The being flapped to its feet. “What is your bidding?”
Arnaud’s eyes cut toward me, and I could see the calculation in them. He had what he wanted: the Scaig Box opened, the shadow fiend in his command. He was no longer dependent on my magic. And that wasn’t all. Arnaud’s access to my thoughts ran both ways. Before he could cover the keyhole on his end, I saw the full extent to which he had manipulated me.
Everson, I thought, you ever-loving idiot.
Late last night, Arnaud learned the mayor’s wife had succumbed to the bullet I’d lodged in her aorta. Penelope Lowder was dead. With the head of the werewolves gone, he saw an opportunity. The false story about me working for the vampires hadn’t been planted by the fae and City Hall. The timing of the story—on the heels of the Central Park disaster—had only made it seem that way.
The story had been planted by Arnaud.
It was brilliant, really. Drive me to him, force the city into a confrontation, and then use my powers to unleash his fiend. The coordinated werewolf attack had surprised him. He hadn’t known Cole was the second wolf in command. The captain had fooled us both, apparently. But with that battle won, Arnaud’s plan was back on track. And the fae’s response helped—or so he thought. He had believed the trolls would convince me to summon the shadow fiend.
They hadn’t, and so here we were.
“The mayor was already threatening to end my empire,” Arnaud said, having followed my thoughts. “I merely forced his hand. And now that he has sown the wind, his city shall reap the whirlwind. Remember what I told you, Mr. Croft. ‘War is the continuation of politics by other means.’ So too is terror. Rise, please.” When he gestured, my body jerked like a marionette, and I was on my feet. “And step outside the circle.”

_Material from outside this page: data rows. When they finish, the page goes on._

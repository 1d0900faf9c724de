//! Error types for fnctl-deploy

use std::fmt;
use std::time::Duration;

use fnctl_core::CoreError;
use thiserror::Error;

/// Result type for fnctl-deploy operations
pub type Result<T> = std::result::Result<T, DeployError>;

/// A collaborator step in the lifecycle
#[derive(Debug, Clone, Copy, PartialEq, Eq)]
pub enum Step {
    Build,
    Push,
    Deploy,
    Remove,
    Describe,
    Pipeline,
    Store,
}

impl fmt::Display for Step {
    fn fmt(&self, f: &mut fmt::Formatter<'_>) -> fmt::Result {
        let s = match self {
            Self::Build => "build",
            Self::Push => "push",
            Self::Deploy => "deploy",
            Self::Remove => "remove",
            Self::Describe => "describe",
            Self::Pipeline => "pipeline run",
            Self::Store => "store",
        };
        write!(f, "{}", s)
    }
}

/// Errors that can occur while planning or executing a lifecycle command
#[derive(Debug, Error)]
#[non_exhaustive]
pub enum DeployError {
    /// Invalid configuration or function state
    #[error(transparent)]
    Core(#[from] CoreError),

    /// Deploy requested with building disabled and no usable prior build
    #[error("function not built: {reason}\nHint: build it first, or deploy with --build=auto")]
    NotBuilt { reason: String },

    /// A digested image was combined with building or pushing
    #[error("the {flag} flag '{value}' is not valid when using --image with digest")]
    DigestConflict { flag: String, value: String },

    /// Target of a removal does not exist
    #[error("function '{name}' not found in namespace '{namespace}'")]
    NotFound { name: String, namespace: String },

    /// A collaborator failed; the message is passed through
    #[error("{step} failed: {message}")]
    Collaborator { step: Step, message: String },

    #[error("{step} timed out after {}s", .after.as_secs())]
    Timeout { step: Step, after: Duration },

    #[error("operation canceled")]
    Canceled,

    /// Kubernetes API error
    #[error("Kubernetes API error: {0}")]
    Api(#[from] kube::Error),

    #[error("IO error: {0}")]
    Io(#[from] std::io::Error),

    #[error("serialization error: {0}")]
    Serialization(String),
}

impl From<serde_json::Error> for DeployError {
    fn from(e: serde_json::Error) -> Self {
        DeployError::Serialization(e.to_string())
    }
}

impl DeployError {
    pub fn collaborator(step: Step, message: impl Into<String>) -> Self {
        DeployError::Collaborator {
            step,
            message: message.into(),
        }
    }

    /// True for a missing removal target or a Kubernetes 404
    pub fn is_not_found(&self) -> bool {
        matches!(self, DeployError::NotFound { .. })
            || matches!(self, DeployError::Api(kube::Error::Api(resp)) if resp.code == 404)
    }

    /// Errors raised before any collaborator was called
    pub fn is_validation(&self) -> bool {
        match self {
            DeployError::Core(e) => e.is_validation(),
            DeployError::NotBuilt { .. } | DeployError::DigestConflict { .. } => true,
            _ => false,
        }
    }
}

#[cfg(test)]
mod tests {
    use super::*;

    #[test]
    fn test_classification() {
        let not_found = DeployError::NotFound {
            name: "hello".to_string(),
            namespace: "prod".to_string(),
        };
        assert!(not_found.is_not_found());
        assert!(!not_found.is_validation());

        let invalid: DeployError = serde_json::from_str::<serde_json::Value>("{")
            .unwrap_err()
            .into();
        assert!(matches!(invalid, DeployError::Serialization(_)));
        assert!(!invalid.is_validation());

        let failed = DeployError::collaborator(Step::Push, "denied");
        assert!(!failed.is_not_found() && !failed.is_validation());
    }
}
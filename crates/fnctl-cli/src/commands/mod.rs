//! CLI command implementations

pub mod build;
pub mod config;
pub mod deploy;
pub mod init;

use std::collections::HashMap;
use std::path::{Path, PathBuf};

use console::style;
use fnctl_core::{
    ConfigLayer, ConfigResolver, EffectiveConfig, FunctionDescriptor, GlobalConfig, LayerValues,
};
use fnctl_deploy::{DeployError, FunctionStore, Notice};

use crate::error::Result;

/// Snapshot of the process environment for one invocation
pub fn environment() -> HashMap<String, String> {
    std::env::vars().collect()
}

/// Absolute function root for a `--path` argument
pub fn function_root(path: &Path) -> Result<PathBuf> {
    Ok(std::path::absolute(path)?)
}

/// Merge every configuration layer for `f` over the defaults in `base`
pub fn resolve(
    base: ConfigResolver,
    f: &FunctionDescriptor,
    env: &HashMap<String, String>,
    flags: LayerValues,
) -> Result<EffectiveConfig> {
    let global = GlobalConfig::load(env)?;
    Ok(base
        .layer(ConfigLayer::GlobalConfig, global.to_layer())
        .layer(ConfigLayer::FunctionState, LayerValues::from_function(f))
        .layer(ConfigLayer::EnvironmentVariable, LayerValues::from_env(env))
        .layer(ConfigLayer::CliFlag, flags)
        .effective()?)
}

/// Persist what a lifecycle command completed.
///
/// Validation failures leave func.yaml untouched; any other outcome is
/// saved so steps that succeeded before a failure are kept.
pub async fn finish<T>(
    store: &dyn FunctionStore,
    f: &FunctionDescriptor,
    outcome: std::result::Result<T, DeployError>,
) -> Result<T> {
    match outcome {
        Ok(value) => {
            store.save(f).await?;
            Ok(value)
        }
        Err(e) if e.is_validation() => Err(e.into()),
        Err(e) => {
            store.save(f).await?;
            Err(e.into())
        }
    }
}

/// Run `fut` unless the user interrupts first
pub async fn interruptible<T>(
    fut: impl Future<Output = std::result::Result<T, DeployError>>,
) -> std::result::Result<T, DeployError> {
    tokio::select! {
        result = fut => result,
        _ = tokio::signal::ctrl_c() => Err(DeployError::Canceled),
    }
}

pub fn print_notices(notices: &[Notice]) {
    for notice in notices {
        match notice {
            Notice::Info(message) => println!("{} {}", style("→").blue(), message),
            Notice::Warning(message) => eprintln!("{} {}", style("⚠").yellow(), message),
        }
    }
}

I fought with everything I had—the circle was my only defense against the shadow fiend—but it was no use. My right leg broke through the circle’s humming border, breaking it. My left leg followed.
Arnaud had his control over the creature to protect him, but I was exposed now. Nightmare images ripped through my mind as the fiend crawled toward me, its dreadful eyes boring into mine. It reeked of sulfur and carrion. I tried to squint away but couldn’t even do that.
Beyond the vault’s entrance, gunfire erupted in fresh bursts. A large stone shot past.
Arnaud sighed. “It seems the trolls have made their way inside. Come,” he said, jerking the fiend by the collar toward the vault door. “I have work for you.”
I could only stare as the immense being rose and drifted past me.
“We shouldn’t be long, Mr. Croft,” Arnaud said. “Call if you need anything.”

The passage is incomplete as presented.